TASK REQUIREMENTS:
Only lines that contain the word "scoring" belong in the answer; copy them from the records below.

Segment Start: DATASET RECORDS

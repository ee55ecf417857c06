//! Courier zone tree, permission checks, scoring, and the task assignment
//! engine. Storage is a port: this crate only depends on
//! `CourierRepository`/`TaskRepository`/`OpCodeDirectory`, never on a
//! concrete database driver.

pub mod engine;
pub mod error;
pub mod leaderboard;
pub mod permission;
pub mod repository;
pub mod roster;
pub mod scoring;

pub use engine::AssignmentEngine;
pub use error::HierarchyError;
pub use leaderboard::{Leaderboard, LeaderboardEntry, LeaderboardScope};
pub use permission::{can_create_subordinate_at, can_manage_op_code, manages_courier};
pub use repository::{CourierRepository, OpCodeDirectory, TaskRepository};
pub use roster::{CourierRoster, SubordinateApplication};
pub use scoring::{score_courier, ScoreBreakdown};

Segment End: DATASET RECORDS

ANSWER TO THIS TASK:
//! Courier zone tree, permission checks, scoring, and the task assignment
pub mod scoring;
pub use scoring::{score_courier, ScoreBreakdown};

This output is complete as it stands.